:: EXERCISE REQUIREMENTS ::
Lines holding the word "required" are the ones to copy from the data below.

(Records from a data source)
■ ■ ■

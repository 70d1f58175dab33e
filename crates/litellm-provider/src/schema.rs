//! Attribute schemas for the provider block, resources and data sources.

use litellm_core::{ValidationError, ValidationResult};
use serde::Serialize;
use serde_json::Value;

use crate::state::ResourceData;

#[derive(Debug, Clone, Copy, PartialEq, Eq, Serialize)]
#[serde(rename_all = "snake_case")]
pub enum AttributeType {
    String,
    Int,
    Float,
    Bool,
    /// Ordered list of strings.
    List,
    /// Unordered set of strings.
    Set,
    /// Map of string to string.
    Map,
}

impl AttributeType {
    pub fn as_str(&self) -> &'static str {
        match self {
            AttributeType::String => "string",
            AttributeType::Int => "int",
            AttributeType::Float => "float",
            AttributeType::Bool => "bool",
            AttributeType::List => "list(string)",
            AttributeType::Set => "set(string)",
            AttributeType::Map => "map(string)",
        }
    }

    fn accepts(&self, value: &Value) -> bool {
        match self {
            AttributeType::String => value.is_string(),
            AttributeType::Int => value.is_i64() || value.is_u64(),
            AttributeType::Float => value.is_number(),
            AttributeType::Bool => value.is_boolean(),
            AttributeType::List | AttributeType::Set => value
                .as_array()
                .is_some_and(|items| items.iter().all(Value::is_string)),
            AttributeType::Map => value
                .as_object()
                .is_some_and(|entries| entries.values().all(Value::is_string)),
        }
    }
}

/// Checks a present, correctly typed value.
pub type Validator = fn(&str, &Value) -> ValidationResult<()>;

#[derive(Debug, Clone, Serialize)]
pub struct Attribute {
    pub name: &'static str,
    #[serde(rename = "type")]
    pub ty: AttributeType,
    pub description: &'static str,
    pub required: bool,
    pub optional: bool,
    pub computed: bool,
    pub sensitive: bool,
    pub force_new: bool,
    /// Server-managed value whose drift is never reported.
    pub suppress_diff: bool,
    #[serde(skip_serializing_if = "Option::is_none")]
    pub default: Option<Value>,
    #[serde(skip_serializing_if = "Option::is_none")]
    pub env_default: Option<&'static str>,
    #[serde(skip)]
    pub validator: Option<Validator>,
}

impl Attribute {
    fn new(name: &'static str, ty: AttributeType) -> Self {
        Self {
            name,
            ty,
            description: "",
            required: false,
            optional: false,
            computed: false,
            sensitive: false,
            force_new: false,
            suppress_diff: false,
            default: None,
            env_default: None,
            validator: None,
        }
    }

    pub fn required(name: &'static str, ty: AttributeType) -> Self {
        Self {
            required: true,
            ..Self::new(name, ty)
        }
    }

    pub fn optional(name: &'static str, ty: AttributeType) -> Self {
        Self {
            optional: true,
            ..Self::new(name, ty)
        }
    }

    /// Set only by the provider, never by configuration.
    pub fn computed(name: &'static str, ty: AttributeType) -> Self {
        Self {
            computed: true,
            ..Self::new(name, ty)
        }
    }

    /// Optional in configuration, filled from the server when omitted.
    pub fn optional_computed(name: &'static str, ty: AttributeType) -> Self {
        Self {
            optional: true,
            computed: true,
            ..Self::new(name, ty)
        }
    }

    pub fn describe(mut self, description: &'static str) -> Self {
        self.description = description;
        self
    }

    pub fn default_value(mut self, value: impl Into<Value>) -> Self {
        self.default = Some(value.into());
        self
    }

    pub fn force_new(mut self) -> Self {
        self.force_new = true;
        self
    }

    pub fn sensitive(mut self) -> Self {
        self.sensitive = true;
        self
    }

    pub fn suppress_diff(mut self) -> Self {
        self.suppress_diff = true;
        self
    }

    pub fn env_default(mut self, variable: &'static str) -> Self {
        self.env_default = Some(variable);
        self
    }

    pub fn validate_with(mut self, validator: Validator) -> Self {
        self.validator = Some(validator);
        self
    }

    fn check(&self, value: Option<&Value>) -> ValidationResult<()> {
        let Some(value) = value.filter(|v| !v.is_null()) else {
            if self.required {
                return Err(ValidationError::MissingAttribute(self.name.to_string()));
            }
            return Ok(());
        };
        if !self.ty.accepts(value) {
            return Err(ValidationError::TypeMismatch {
                attribute: self.name.to_string(),
                expected: self.ty.as_str(),
            });
        }
        if self.required && value.as_str() == Some("") {
            return Err(ValidationError::MissingAttribute(self.name.to_string()));
        }
        match self.validator {
            Some(validate) => validate(self.name, value),
            None => Ok(()),
        }
    }
}

#[derive(Debug, Clone, Default, Serialize)]
pub struct Schema {
    pub attributes: Vec<Attribute>,
}

impl Schema {
    pub fn new(attributes: Vec<Attribute>) -> Self {
        Self { attributes }
    }

    pub fn attribute(&self, name: &str) -> Option<&Attribute> {
        self.attributes.iter().find(|a| a.name == name)
    }

    /// Every problem found in `data`; empty when valid.
    pub fn validate(&self, data: &ResourceData) -> Vec<ValidationError> {
        let mut errors: Vec<ValidationError> = data
            .attributes()
            .keys()
            .filter(|name| self.attribute(name).is_none())
            .map(|name| ValidationError::UnknownAttribute(name.clone()))
            .collect();

        errors.extend(
            self.attributes
                .iter()
                .filter_map(|attr| attr.check(data.attributes().get(attr.name)).err()),
        );
        errors
    }

    /// Fill unset attributes that declare a default.
    pub fn apply_defaults(&self, data: &mut ResourceData) {
        for attr in &self.attributes {
            if let Some(default) = &attr.default {
                if !data.contains(attr.name) {
                    data.set(attr.name, default.clone());
                }
            }
        }
    }

    pub fn force_new_attributes(&self) -> impl Iterator<Item = &'static str> + '_ {
        self.attributes
            .iter()
            .filter(|a| a.force_new)
            .map(|a| a.name)
    }
}

/// Schemas of everything the provider exposes, as printed by the CLI.
#[derive(Debug, Clone, Serialize)]
pub struct ProviderSchema {
    pub provider: Schema,
    pub resources: std::collections::BTreeMap<String, Schema>,
    pub data_sources: std::collections::BTreeMap<String, Schema>,
}

/// Validator accepting only the listed string values.
pub fn one_of(name: &str, value: &Value, allowed: &[&str]) -> ValidationResult<()> {
    let raw = value.as_str().unwrap_or_default();
    if allowed.contains(&raw) {
        return Ok(());
    }
    Err(ValidationError::InvalidValue {
        attribute: name.to_string(),
        message: format!("expected one of {}, got `{raw}`", allowed.join(", ")),
    })
}

#[cfg(test)]
mod tests {
    use super::*;
    use serde_json::json;

    fn no_dashes(name: &str, value: &Value) -> ValidationResult<()> {
        if value.as_str().is_some_and(|s| s.contains('-')) {
            return Err(ValidationError::InvalidValue {
                attribute: name.to_string(),
                message: "dashes are not allowed".to_string(),
            });
        }
        Ok(())
    }

    fn schema() -> Schema {
        Schema::new(vec![
            Attribute::required("name", AttributeType::String).validate_with(no_dashes),
            Attribute::optional("limit", AttributeType::Int),
            Attribute::optional("enabled", AttributeType::Bool).default_value(true),
            Attribute::optional("tags", AttributeType::Set),
            Attribute::computed("created_at", AttributeType::String).suppress_diff(),
        ])
    }

    #[test]
    fn test_valid_data() {
        let data = ResourceData::from_value(json!({
            "name": "alpha",
            "limit": 10,
            "tags": ["a"],
            "created_at": "2024-01-01"
        }))
        .unwrap();
        assert!(schema().validate(&data).is_empty());
    }

    #[test]
    fn test_collects_every_problem() {
        let data = ResourceData::from_value(json!({
            "limit": "ten",
            "tags": [1],
            "colour": "red"
        }))
        .unwrap();

        let errors = schema().validate(&data);
        assert_eq!(errors.len(), 4);
        assert!(errors.contains(&ValidationError::UnknownAttribute("colour".to_string())));
        assert!(errors.contains(&ValidationError::MissingAttribute("name".to_string())));
        assert!(errors.contains(&ValidationError::TypeMismatch {
            attribute: "limit".to_string(),
            expected: "int",
        }));
    }

    #[test]
    fn test_validator_runs_on_present_values() {
        let data = ResourceData::new().with("name", "a-b");
        let errors = schema().validate(&data);
        assert!(matches!(
            errors.as_slice(),
            [ValidationError::InvalidValue { attribute, .. }] if attribute == "name"
        ));
    }

    #[test]
    fn test_apply_defaults_keeps_explicit_values() {
        let schema = schema();
        let mut data = ResourceData::new().with("name", "alpha");
        schema.apply_defaults(&mut data);
        assert_eq!(data.bool("enabled"), Some(true));

        let mut data = ResourceData::new().with("enabled", false);
        schema.apply_defaults(&mut data);
        assert_eq!(data.bool("enabled"), Some(false));
    }

    #[test]
    fn test_one_of() {
        assert!(one_of("role", &json!("admin"), &["admin", "user"]).is_ok());
        assert!(one_of("role", &json!("owner"), &["admin", "user"]).is_err());
    }
}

■ ■ ■

:: SOLUTION FOR THIS EXERCISE ::
    pub required: bool,
            required: false,
    pub fn required(name: &'static str, ty: AttributeType) -> Self {
            required: true,
            if self.required {
        if self.required && value.as_str() == Some("") {
            Attribute::required("name", AttributeType::String).validate_with(no_dashes),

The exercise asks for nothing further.